Can I Give My Baby Hummus Safely?

Updated
Find out if and when you can give your baby a tasty hummus snack.

Introducing new foods to your baby is one of the most exciting milestones of early parenthood. It’s so adorable when they make a funny face as they try something new.

It gives you satisfaction knowing your little one is eating a wholesome diet. But it’s also a process requiring patience and research.

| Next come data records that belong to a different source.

use ratatui::{buffer::Buffer, layout::Rect, Frame};

use crate::config::ColorConfig;
use crate::store::FeedStore;
use crate::tui::app::{AppState, Mode, OpenItem};

/// Column where list entries start; column 0 carries the placeholder marker.
const LIST_INDENT: u16 = 2;

pub fn render(frame: &mut Frame, state: &AppState, feeds: &FeedStore, colors: &ColorConfig) {
    let area = frame.area();
    let buf = frame.buffer_mut();

    match state.mode {
        Mode::FeedList => {
            let rows = feeds
                .entries()
                .iter()
                .map(|entry| (entry.display_title(), !entry.is_loaded()));
            render_list(buf, area, rows, state, colors);
        }
        Mode::ItemList => {
            let rows = feeds
                .items(state.feed_index)
                .iter()
                .map(|item| (item.display_title(), false));
            render_list(buf, area, rows, state, colors);
        }
        Mode::ItemBody => {
            if let Some(open) = &state.open_item {
                render_body(buf, area, open, colors);
            }
        }
    }
}

/// Draw `(text, is_placeholder)` rows so the selected one sits on row `state.offset`.
fn render_list<'a>(
    buf: &mut Buffer,
    area: Rect,
    rows: impl Iterator<Item = (&'a str, bool)>,
    state: &AppState,
    colors: &ColorConfig,
) {
    if area.width <= LIST_INDENT {
        return;
    }

    let selected = state.selected_index();
    let start = selected.saturating_sub(state.offset);
    let text_width = (area.width - LIST_INDENT) as usize;

    for (row, (i, (text, placeholder))) in rows
        .enumerate()
        .skip(start)
        .take(area.height as usize)
        .enumerate()
    {
        let y = area.y + row as u16;

        let style = if i == selected {
            buf.set_style(Rect::new(area.x, y, area.width, 1), colors.inverse());
            colors.inverse()
        } else {
            colors.normal()
        };

        if placeholder {
            buf.set_style(Rect::new(area.x, y, 1, 1), colors.inverse());
        }

        buf.set_stringn(area.x + LIST_INDENT, y, text, text_width, style);
    }
}

fn render_body(buf: &mut Buffer, area: Rect, open: &OpenItem, colors: &ColorConfig) {
    if area.width == 0 || area.height == 0 {
        return;
    }

    buf.set_style(Rect::new(area.x, area.y, area.width, 1), colors.title());
    buf.set_stringn(
        area.x + 1,
        area.y,
        &open.title,
        area.width.saturating_sub(1) as usize,
        colors.title(),
    );

    let visible = area.height.saturating_sub(1) as usize;
    for (row, line) in open.lines.iter().skip(open.scroll).take(visible).enumerate() {
        let y = area.y + 1 + row as u16;
        buf.set_stringn(area.x, y, line, area.width as usize, colors.normal());
    }
}

#[cfg(test)]
mod tests {
    use super::*;
    use crate::domain::{FeedData, FeedEntry, Item};
    use crate::tui::event::Action;
    use ratatui::{backend::TestBackend, style::Color, Terminal};

    fn draw(state: &AppState, feeds: &FeedStore) -> Buffer {
        let mut terminal = Terminal::new(TestBackend::new(state.width, state.height)).unwrap();
        terminal
            .draw(|frame| render(frame, state, feeds, &ColorConfig::default()))
            .unwrap();
        terminal.backend().buffer().clone()
    }

    fn row(buf: &Buffer, y: u16) -> String {
        (0..buf.area.width)
            .map(|x| buf[(x, y)].symbol())
            .collect::<String>()
            .trim_end()
            .to_string()
    }

    fn feeds() -> FeedStore {
        let mut store = FeedStore::new(vec![
            FeedEntry::new("http://a".into()),
            FeedEntry::new("http://b".into()),
            FeedEntry::new("http://c".into()),
        ]);
        store.set_feed(
            1,
            FeedData {
                title: "Bravo".into(),
                items: vec![
                    Item::new("first"),
                    Item {
                        title: "second".into(),
                        content: "héllo wörld".into(),
                        link: "http://b/2".into(),
                        published_at: None,
                    },
                ],
            },
        );
        store
    }

    #[test]
    fn test_feed_list_shows_titles_and_placeholders() {
        let feeds = feeds();
        let state = AppState::new(20, 5);
        let buf = draw(&state, &feeds);

        assert_eq!(row(&buf, 0), "  http://a");
        assert_eq!(row(&buf, 1), "  Bravo");
        assert_eq!(row(&buf, 2), "  http://c");
        assert_eq!(row(&buf, 3), "");

        // Selected row is inverse across the full width.
        assert_eq!(buf[(19, 0)].bg, Color::Black);
        assert_eq!(buf[(2, 0)].fg, Color::White);
        // Placeholder marker on an unselected row.
        assert_eq!(buf[(0, 2)].bg, Color::Black);
        assert_eq!(buf[(2, 2)].fg, Color::Black);
        assert_eq!(buf[(0, 1)].bg, Color::Reset);
    }

    #[test]
    fn test_list_scrolls_with_offset() {
        let feeds = FeedStore::new((0..10).map(|i| FeedEntry::new(format!("u{}", i))).collect());
        let mut state = AppState::new(10, 3);
        for _ in 0..5 {
            state.apply(Action::MoveDown, &feeds);
        }
        assert_eq!((state.feed_index, state.offset), (5, 2));

        let buf = draw(&state, &feeds);
        assert_eq!(row(&buf, 0), "  u3");
        assert_eq!(row(&buf, 1), "  u4");
        assert_eq!(row(&buf, 2), "  u5");
        assert_eq!(buf[(9, 2)].bg, Color::Black);
    }

    #[test]
    fn test_item_list() {
        let feeds = feeds();
        let mut state = AppState::new(20, 5);
        for action in [Action::MoveDown, Action::Activate, Action::MoveDown] {
            state.apply(action, &feeds);
        }

        let buf = draw(&state, &feeds);
        assert_eq!(row(&buf, 0), "  first");
        assert_eq!(row(&buf, 1), "  second");
        assert_eq!(buf[(0, 1)].bg, Color::Black);
        assert_eq!(buf[(0, 0)].bg, Color::Reset);
    }

    #[test]
    fn test_item_body() {
        let feeds = feeds();
        let mut state = AppState::new(20, 6);
        for action in [Action::MoveDown, Action::Activate, Action::MoveDown, Action::Activate] {
            state.apply(action, &feeds);
        }

        let buf = draw(&state, &feeds);
        assert_eq!(row(&buf, 0), " second");
        assert!(buf[(1, 0)].modifier.contains(ratatui::style::Modifier::BOLD));
        assert_eq!(buf[(19, 0)].bg, Color::Black);
        assert_eq!(row(&buf, 1), "Date: unknown");
        assert_eq!(row(&buf, 2), "Link: http://b/2");
        assert_eq!(row(&buf, 3), "");
        assert_eq!(row(&buf, 4), "héllo wörld");

        state.apply(Action::MoveDown, &feeds);
        let buf = draw(&state, &feeds);
        assert_eq!(row(&buf, 1), "Link: http://b/2");
    }

    #[test]
    fn test_narrow_terminal_does_not_panic() {
        let feeds = feeds();
        let state = AppState::new(2, 1);
        let buf = draw(&state, &feeds);
        assert_eq!(row(&buf, 0), "");
    }
}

Introducing some foods too early may result in an allergic reaction or tummy aches. If it’s not soft, pureed, or given only in small quantities, it can also be a choking hazard.

What about something simple like a vegetable mash? Root vegetables such as potatoes and carrots are practically staple foods for babies — but what about mashed chickpeas? You might be wondering, “Can I give my baby hummus?”


What Is Hummus?

Hummus is a mash of boiled chickpeas, usually with other ingredients such as garlic, tahini, and lemon juice. Hummus is a healthy snack, and it’s quite tasty too. Adults generally eat it as a dip for vegetables or as a spread on crackers or bread.

You can purchase it or make it at home (we have a recipe for you to try further down in the article).

Hummus has always been a popular side dish in the Middle East. It traces back to ancient times, although it’s uncertain where it originated. The recipe will vary depending on which country you visit.

Chickpea mash has a lot of beneficial properties. It’s rich in iron, protein, vitamin B6 and E, as well as potassium. The added ingredients such as garlic and olive oil also pack a punch in terms of healthy nutrition (1).

When Can a Baby Eat Hummus?

Generally, you shouldn’t introduce solid foods to your baby before 6 months of age (2). Until then, they get all the nutrition they need from formula or breast milk.

You can begin to introduce bland hummus around 6 to 8 months. Bland hummus is chickpeas and olive oil, blended without added salt, tahini, or other spicy ingredients. Your baby’s digestive system is still developing, so certain ingredients can quickly upset it.

Tips for Introducing Hummus

Start gradually. Give your baby a tiny portion of hummus along with some of their favorite food. Wait three days before you introduce another new food. Then, if your baby has an adverse reaction, you’ll know the culprit is the hummus.

Start gradually. Give your baby a tiny portion of hummus along with some of their favorite foods. Wait three days before you introduce another new food. Then, if your baby has an adverse reaction, you’ll know the culprit is the hummus.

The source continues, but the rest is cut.